|Valdís makes gnocchi|
It has been a while since I made gnocchi - probably sometime in autumn 2007 if I remember correctly. Back then I made it in the same way as I did now, with the difference that before I served the gnocchi with a simple but delicious tomato sauce. This time the accompaniment was a lovely, deep green homemade pesto. I was first acquainted with this dish when I was travelling through the Piemonte region in northern Italy around 12 years ago. There gnocchi is a common dish and frequently seen on menus. It was by complete chance that I ordered it - I assumed I had ordered the pasta that goes by the same name, but instead I was served a bowl full of strange little balls covered in sauce. The texture of gnocchi is rather different from regular pasta - soft and doughy and in my opinion - very tasty.
Cooked balls of dough, or dumplings, are of course nothing new. They have been produced in one form or the other in most countries for over 2000 years. Potato-pasta is on the other hand a slightly younger creation and was first made in the sixteenth century after the Spaniards brought potatoes back to Europe with them from their conquests of South-America. As a consequence, this specific type of pasta was born - gnocchi di patate!

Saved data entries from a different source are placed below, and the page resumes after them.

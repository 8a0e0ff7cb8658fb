//! Column name sanitization
//!
//! Maps raw header names to identifiers the database accepts unchanged:
//! alphanumerics and `_` only, never starting with a digit, at most
//! [`MAX_IDENTIFIER_LEN`] characters, uppercase.
//!
//! Two headers may map to the same identifier (`a b` and `a-b`); that is
//! surfaced by the provisioner when the table is created.

/// Longest identifier produced
pub const MAX_IDENTIFIER_LEN: usize = 128;

/// Prefix for names that would otherwise start with a digit
pub const DIGIT_PREFIX: &str = "C_";

/// Sanitize one raw column name
///
/// ```
/// use tdk_server::pipeline::sanitize::sanitize_column;
///
/// assert_eq!(sanitize_column("1id"), "C_1ID");
/// assert_eq!(sanitize_column("na me!"), "NA_ME_");
/// ```
pub fn sanitize_column(name: &str) -> String {
    // Uppercase first: it can lengthen a name ('ß' -> "SS") or emit combining marks
    let replaced: String = name
        .to_uppercase()
        .chars()
        .map(|c| if c.is_alphanumeric() || c == '_' { c } else { '_' })
        .collect();

    // An empty name gets the prefix alone so the identifier is never empty
    let prefixed = match replaced.chars().next() {
        Some(first) if !first.is_numeric() => replaced,
        _ => format!("{}{}", DIGIT_PREFIX, replaced),
    };

    prefixed.chars().take(MAX_IDENTIFIER_LEN).collect()
}

/// Sanitize every header entry, preserving order
pub fn sanitize_columns<S: AsRef<str>>(header: &[S]) -> Vec<String> {
    header.iter().map(|name| sanitize_column(name.as_ref())).collect()
}
//! Ingestion and export pipeline
//!
//! ```text
//! DSV file -> parser -> sanitize -> provisioner -> loader -> Target Table
//! Target Table -> exporter -> {YYYYMMDD}_testOutput.txt
//! ```
//!
//! [`service::PipelineService`] drives the stages and reports outcomes; the
//! other modules are usable on their own.

pub mod exporter;
pub mod loader;
pub mod parser;
pub mod provisioner;
pub mod sanitize;
pub mod service;

pub use parser::{DsvParser, ParsedDsv};
pub use service::PipelineService;
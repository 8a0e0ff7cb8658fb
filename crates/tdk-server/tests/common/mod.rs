//! PostgreSQL test container for pipeline integration tests
//!
//! Each test starts its own container, so tests never share tables. Docker
//! must be running.

use anyhow::{Context, Result};
use sqlx::Connection;
use std::sync::Arc;
use testcontainers::{core::IntoContainerPort, runners::AsyncRunner, ContainerAsync, ImageExt};
use testcontainers_modules::postgres::Postgres;
use tdk_server::db::{quote_ident, ConnectionFactory, DbConfig};

/// A throwaway PostgreSQL server and a connection factory pointed at it
pub struct TestPostgres {
    _container: ContainerAsync<Postgres>,
    connector: Arc<ConnectionFactory>,
}

impl TestPostgres {
    pub async fn start() -> Result<Self> {
        let container = Postgres::default()
            .with_tag("16-alpine")
            .start()
            .await
            .context("Failed to start PostgreSQL container")?;

        let host = container
            .get_host()
            .await
            .context("Failed to get container host")?;
        let port = container
            .get_host_port_ipv4(5432.tcp())
            .await
            .context("Failed to get container port")?;

        let config = DbConfig {
            url: Some(format!("postgresql://postgres:postgres@{}:{}/postgres", host, port)),
            ..DbConfig::default()
        };
        let connector = Arc::new(ConnectionFactory::new(&config)?);

        Ok(Self {
            _container: container,
            connector,
        })
    }

    pub fn connector(&self) -> Arc<ConnectionFactory> {
        Arc::clone(&self.connector)
    }

    /// Number of rows currently in `table`
    pub async fn row_count(&self, table: &str) -> Result<i64> {
        let mut conn = self.connector.connect().await?;
        let count = sqlx::query_scalar(&format!("SELECT COUNT(*) FROM {}", quote_ident(table)))
            .fetch_one(&mut conn)
            .await?;
        conn.close().await?;
        Ok(count)
    }

    /// Column names of `table` in ordinal order
    pub async fn columns(&self, table: &str) -> Result<Vec<String>> {
        let mut conn = self.connector.connect().await?;
        let columns = sqlx::query_scalar(
            "SELECT column_name::text FROM information_schema.columns \
             WHERE table_name = $1 ORDER BY ordinal_position",
        )
        .bind(table)
        .fetch_all(&mut conn)
        .await?;
        conn.close().await?;
        Ok(columns)
    }
}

Homemade Gnocchi di Patate with Homemade Pesto
|Gnocchi di Patate|
Boil one kilo of waxy potatoes in richly salted water. When they are boiled, pour away the water and peel and mash the potatoes. To the potatoes you add 2 eggs, 1 tablespoon of olive oil, a bit of maldon salt, freshly ground pepper, 2 tablespoons of grated parmesan cheese and finally 150 gr of flour (sometimes you need to add more flour to thicken the dough). Mix the ingredients well and then knead into a rather thick dough. Cut small balls from the dough and roll each one into a sausage, cut into bite size pieces and then carefully shape the gnocchi with a fork.
|Put boiling salted water|
|Dressed with some fragrant pesto|
Making pesto is child's play. You can almost use whatever green herbs or leaves you want and the same holds for the nuts. I have made pesto using basil, parsley, rocket, coriander, but also from a mix of this and that - I have even used rosemary and thyme - and all of these ingredients have produced a great tasting pesto. Using toasted pine nuts is also classic, but toasting them is not a rule edged in stone, plus you are free to use different kinds of nuts, for example walnuts or pecan nuts.
Although, this time I stuck to familiar paths and made the traditional pesto: leaves from three basil plants, handful of toasted pine nuts, 70-100 gr of shredded grana padano cheese, salt, pepper and then of course extra virgin olive oil. Combine everything in a food processor or a mortel and mash until you have reached the desired thickness.
With the food we had a nip of white wine from a bag in box, Drostdy-Hof Chardonnay. I frequently buy wine from this producer - and it is usually a good buy. It is a wine from South-Africa and is quite good for a bag in box wine - mild yellow color, fruity and rather dry. Ice cold and refreshing.